[RECORDS TO PROCESS — start]

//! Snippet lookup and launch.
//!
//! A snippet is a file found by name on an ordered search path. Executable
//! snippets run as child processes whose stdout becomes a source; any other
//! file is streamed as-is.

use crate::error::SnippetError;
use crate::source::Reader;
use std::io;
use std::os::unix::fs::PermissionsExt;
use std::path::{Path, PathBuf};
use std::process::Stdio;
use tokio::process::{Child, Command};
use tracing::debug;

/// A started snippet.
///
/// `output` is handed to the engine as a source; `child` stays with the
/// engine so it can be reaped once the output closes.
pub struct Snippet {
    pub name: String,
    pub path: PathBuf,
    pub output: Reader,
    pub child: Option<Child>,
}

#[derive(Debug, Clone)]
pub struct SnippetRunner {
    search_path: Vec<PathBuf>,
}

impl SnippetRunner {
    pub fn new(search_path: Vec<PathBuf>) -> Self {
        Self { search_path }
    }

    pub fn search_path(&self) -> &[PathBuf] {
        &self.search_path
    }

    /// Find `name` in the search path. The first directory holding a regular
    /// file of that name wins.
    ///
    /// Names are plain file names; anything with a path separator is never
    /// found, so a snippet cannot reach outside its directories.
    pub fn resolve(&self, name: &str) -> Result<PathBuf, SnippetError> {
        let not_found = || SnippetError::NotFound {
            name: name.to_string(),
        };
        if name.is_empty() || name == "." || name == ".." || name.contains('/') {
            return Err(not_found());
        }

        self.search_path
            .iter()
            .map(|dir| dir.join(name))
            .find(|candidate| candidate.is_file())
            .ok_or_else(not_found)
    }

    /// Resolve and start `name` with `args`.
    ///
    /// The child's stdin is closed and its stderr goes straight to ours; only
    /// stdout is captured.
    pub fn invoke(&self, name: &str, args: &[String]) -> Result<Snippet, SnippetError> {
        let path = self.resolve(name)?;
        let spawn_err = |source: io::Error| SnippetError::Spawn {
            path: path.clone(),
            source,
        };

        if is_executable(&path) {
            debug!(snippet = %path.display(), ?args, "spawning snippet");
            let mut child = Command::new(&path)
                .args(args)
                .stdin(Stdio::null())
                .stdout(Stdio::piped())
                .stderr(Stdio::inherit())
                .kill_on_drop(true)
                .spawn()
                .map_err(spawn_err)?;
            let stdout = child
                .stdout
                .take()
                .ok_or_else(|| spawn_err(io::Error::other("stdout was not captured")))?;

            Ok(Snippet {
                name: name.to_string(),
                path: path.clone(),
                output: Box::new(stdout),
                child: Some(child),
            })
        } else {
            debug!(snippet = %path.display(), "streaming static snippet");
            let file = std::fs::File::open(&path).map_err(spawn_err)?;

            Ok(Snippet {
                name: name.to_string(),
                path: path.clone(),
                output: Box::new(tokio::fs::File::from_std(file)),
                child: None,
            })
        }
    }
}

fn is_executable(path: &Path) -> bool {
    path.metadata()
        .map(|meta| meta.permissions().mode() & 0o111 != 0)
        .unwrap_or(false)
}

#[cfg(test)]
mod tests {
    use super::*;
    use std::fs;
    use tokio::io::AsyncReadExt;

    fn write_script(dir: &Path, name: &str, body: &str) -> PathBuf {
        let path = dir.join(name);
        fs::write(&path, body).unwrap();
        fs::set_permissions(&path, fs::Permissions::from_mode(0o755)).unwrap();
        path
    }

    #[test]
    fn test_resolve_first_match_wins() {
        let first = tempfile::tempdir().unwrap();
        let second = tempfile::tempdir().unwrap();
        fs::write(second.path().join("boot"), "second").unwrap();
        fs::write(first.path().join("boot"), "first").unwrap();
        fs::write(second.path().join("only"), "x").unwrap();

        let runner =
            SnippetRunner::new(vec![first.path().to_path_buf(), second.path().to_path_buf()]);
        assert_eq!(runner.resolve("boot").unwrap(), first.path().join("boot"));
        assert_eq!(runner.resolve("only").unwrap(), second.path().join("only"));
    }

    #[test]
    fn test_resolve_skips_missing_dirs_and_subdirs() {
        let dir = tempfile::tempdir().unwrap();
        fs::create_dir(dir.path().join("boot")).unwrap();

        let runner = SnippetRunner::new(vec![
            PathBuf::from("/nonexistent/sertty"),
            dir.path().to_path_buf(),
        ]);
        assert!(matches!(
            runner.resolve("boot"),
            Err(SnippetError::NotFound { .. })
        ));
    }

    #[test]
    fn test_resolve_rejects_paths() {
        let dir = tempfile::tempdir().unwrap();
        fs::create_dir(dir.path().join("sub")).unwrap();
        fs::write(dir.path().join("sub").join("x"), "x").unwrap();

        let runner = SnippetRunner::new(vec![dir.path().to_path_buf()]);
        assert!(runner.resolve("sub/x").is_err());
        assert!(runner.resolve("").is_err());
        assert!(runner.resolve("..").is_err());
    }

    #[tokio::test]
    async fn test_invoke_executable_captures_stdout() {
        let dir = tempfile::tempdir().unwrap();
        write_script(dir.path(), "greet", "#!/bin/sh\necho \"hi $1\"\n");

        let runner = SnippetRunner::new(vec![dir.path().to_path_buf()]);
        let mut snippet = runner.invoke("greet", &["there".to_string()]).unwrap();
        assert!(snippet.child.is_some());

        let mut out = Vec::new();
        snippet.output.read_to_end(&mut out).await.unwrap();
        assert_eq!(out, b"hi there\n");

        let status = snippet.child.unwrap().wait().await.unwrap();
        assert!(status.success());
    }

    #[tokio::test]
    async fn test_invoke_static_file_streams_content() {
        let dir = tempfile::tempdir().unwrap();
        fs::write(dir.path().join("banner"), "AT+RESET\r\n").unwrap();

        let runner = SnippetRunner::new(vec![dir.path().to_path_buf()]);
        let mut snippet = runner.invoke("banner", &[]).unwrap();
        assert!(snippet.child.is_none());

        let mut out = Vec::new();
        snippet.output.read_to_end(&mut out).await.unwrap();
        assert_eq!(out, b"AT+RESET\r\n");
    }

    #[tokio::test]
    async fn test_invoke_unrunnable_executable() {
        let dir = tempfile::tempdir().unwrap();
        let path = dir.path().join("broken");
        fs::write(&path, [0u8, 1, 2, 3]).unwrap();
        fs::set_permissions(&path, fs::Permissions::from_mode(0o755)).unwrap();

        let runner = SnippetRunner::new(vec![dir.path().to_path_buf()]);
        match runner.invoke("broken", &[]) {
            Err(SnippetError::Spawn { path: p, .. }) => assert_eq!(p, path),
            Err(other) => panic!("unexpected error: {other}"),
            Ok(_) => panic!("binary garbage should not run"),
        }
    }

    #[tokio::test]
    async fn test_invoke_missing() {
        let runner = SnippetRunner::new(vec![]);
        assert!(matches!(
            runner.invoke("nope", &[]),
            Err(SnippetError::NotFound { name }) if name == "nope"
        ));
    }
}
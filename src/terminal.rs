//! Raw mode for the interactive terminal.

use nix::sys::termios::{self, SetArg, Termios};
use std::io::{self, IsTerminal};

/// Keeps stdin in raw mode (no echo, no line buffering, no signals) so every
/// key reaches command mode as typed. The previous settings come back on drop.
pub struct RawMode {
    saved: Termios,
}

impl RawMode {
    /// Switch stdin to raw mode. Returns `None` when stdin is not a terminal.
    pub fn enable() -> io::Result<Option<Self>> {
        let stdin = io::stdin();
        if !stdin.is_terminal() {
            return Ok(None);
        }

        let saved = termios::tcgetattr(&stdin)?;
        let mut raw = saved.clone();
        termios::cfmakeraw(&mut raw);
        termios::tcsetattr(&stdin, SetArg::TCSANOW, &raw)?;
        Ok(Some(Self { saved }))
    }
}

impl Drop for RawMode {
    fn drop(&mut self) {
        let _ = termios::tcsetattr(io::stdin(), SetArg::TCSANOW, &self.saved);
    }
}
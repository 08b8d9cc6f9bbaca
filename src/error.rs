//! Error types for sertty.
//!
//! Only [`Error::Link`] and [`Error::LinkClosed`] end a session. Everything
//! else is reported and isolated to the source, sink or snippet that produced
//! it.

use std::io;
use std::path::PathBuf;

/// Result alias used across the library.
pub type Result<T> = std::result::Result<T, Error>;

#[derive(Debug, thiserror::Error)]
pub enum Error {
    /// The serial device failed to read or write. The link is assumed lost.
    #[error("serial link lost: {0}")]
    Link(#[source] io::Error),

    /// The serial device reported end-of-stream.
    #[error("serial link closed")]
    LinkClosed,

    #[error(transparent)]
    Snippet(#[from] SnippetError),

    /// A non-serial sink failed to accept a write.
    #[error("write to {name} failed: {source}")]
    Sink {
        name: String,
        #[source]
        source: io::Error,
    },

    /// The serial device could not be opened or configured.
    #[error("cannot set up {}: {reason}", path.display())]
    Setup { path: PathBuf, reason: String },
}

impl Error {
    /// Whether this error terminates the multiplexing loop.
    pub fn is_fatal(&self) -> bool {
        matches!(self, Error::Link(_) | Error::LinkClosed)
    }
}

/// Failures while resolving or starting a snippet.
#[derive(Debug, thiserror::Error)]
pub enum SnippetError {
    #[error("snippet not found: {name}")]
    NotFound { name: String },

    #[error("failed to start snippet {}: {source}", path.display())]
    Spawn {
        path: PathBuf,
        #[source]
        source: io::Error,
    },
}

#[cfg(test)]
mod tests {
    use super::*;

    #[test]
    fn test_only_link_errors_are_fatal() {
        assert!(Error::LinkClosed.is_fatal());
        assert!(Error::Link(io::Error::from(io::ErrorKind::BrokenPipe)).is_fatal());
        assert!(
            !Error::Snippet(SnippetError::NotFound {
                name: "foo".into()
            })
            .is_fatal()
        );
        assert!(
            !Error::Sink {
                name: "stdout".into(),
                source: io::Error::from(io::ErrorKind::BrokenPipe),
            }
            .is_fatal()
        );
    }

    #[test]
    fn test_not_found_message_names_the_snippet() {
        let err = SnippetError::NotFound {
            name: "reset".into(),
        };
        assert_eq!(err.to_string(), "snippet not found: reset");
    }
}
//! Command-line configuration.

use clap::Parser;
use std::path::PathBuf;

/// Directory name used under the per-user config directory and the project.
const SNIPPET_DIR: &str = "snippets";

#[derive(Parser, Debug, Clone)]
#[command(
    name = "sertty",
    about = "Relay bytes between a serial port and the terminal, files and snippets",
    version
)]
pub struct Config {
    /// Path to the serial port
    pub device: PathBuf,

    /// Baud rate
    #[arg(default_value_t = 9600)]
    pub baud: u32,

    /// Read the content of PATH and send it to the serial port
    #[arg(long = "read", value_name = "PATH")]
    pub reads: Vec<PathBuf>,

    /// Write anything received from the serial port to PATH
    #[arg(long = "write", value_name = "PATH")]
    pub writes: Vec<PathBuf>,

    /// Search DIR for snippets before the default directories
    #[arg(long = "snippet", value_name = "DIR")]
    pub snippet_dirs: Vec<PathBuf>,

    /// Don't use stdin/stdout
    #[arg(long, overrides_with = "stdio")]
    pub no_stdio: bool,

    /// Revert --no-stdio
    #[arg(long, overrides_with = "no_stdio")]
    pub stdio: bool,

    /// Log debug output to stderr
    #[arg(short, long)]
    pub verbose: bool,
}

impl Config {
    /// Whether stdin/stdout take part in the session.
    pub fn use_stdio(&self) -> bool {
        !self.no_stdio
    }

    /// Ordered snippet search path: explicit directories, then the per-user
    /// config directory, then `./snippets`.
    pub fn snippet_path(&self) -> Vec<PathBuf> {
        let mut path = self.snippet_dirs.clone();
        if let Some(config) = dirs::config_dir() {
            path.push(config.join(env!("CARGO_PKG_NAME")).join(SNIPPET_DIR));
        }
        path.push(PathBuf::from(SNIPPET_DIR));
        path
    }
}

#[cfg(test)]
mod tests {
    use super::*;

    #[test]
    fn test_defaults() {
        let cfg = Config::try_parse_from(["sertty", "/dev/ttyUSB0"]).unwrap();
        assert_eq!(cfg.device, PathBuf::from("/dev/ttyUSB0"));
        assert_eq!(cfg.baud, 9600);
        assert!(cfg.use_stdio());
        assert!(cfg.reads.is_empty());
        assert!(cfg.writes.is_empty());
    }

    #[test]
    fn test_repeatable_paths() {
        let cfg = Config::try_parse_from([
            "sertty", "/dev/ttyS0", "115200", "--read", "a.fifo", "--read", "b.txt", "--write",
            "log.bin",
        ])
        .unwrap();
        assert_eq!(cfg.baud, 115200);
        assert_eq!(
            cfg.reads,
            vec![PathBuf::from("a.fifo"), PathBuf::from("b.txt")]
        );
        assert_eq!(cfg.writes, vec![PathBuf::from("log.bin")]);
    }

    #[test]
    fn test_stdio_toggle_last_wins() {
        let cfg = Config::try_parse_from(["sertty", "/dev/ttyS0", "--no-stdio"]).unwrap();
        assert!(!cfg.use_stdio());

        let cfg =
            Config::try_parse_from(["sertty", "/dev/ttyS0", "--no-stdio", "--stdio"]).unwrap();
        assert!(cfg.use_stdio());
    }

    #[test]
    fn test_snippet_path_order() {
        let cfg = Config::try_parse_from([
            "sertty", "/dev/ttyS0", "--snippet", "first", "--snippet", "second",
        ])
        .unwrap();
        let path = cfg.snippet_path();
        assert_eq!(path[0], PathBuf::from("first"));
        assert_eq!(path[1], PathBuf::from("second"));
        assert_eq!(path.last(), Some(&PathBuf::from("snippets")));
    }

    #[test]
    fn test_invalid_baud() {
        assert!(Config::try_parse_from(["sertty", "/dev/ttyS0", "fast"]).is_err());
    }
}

[RECORDS TO PROCESS — finish]

From the entries, copy every line in which the word "banner" occurs.

        fs::write(dir.path().join("banner"), "AT+RESET\r\n").unwrap();
        let mut snippet = runner.invoke("banner", &[]).unwrap();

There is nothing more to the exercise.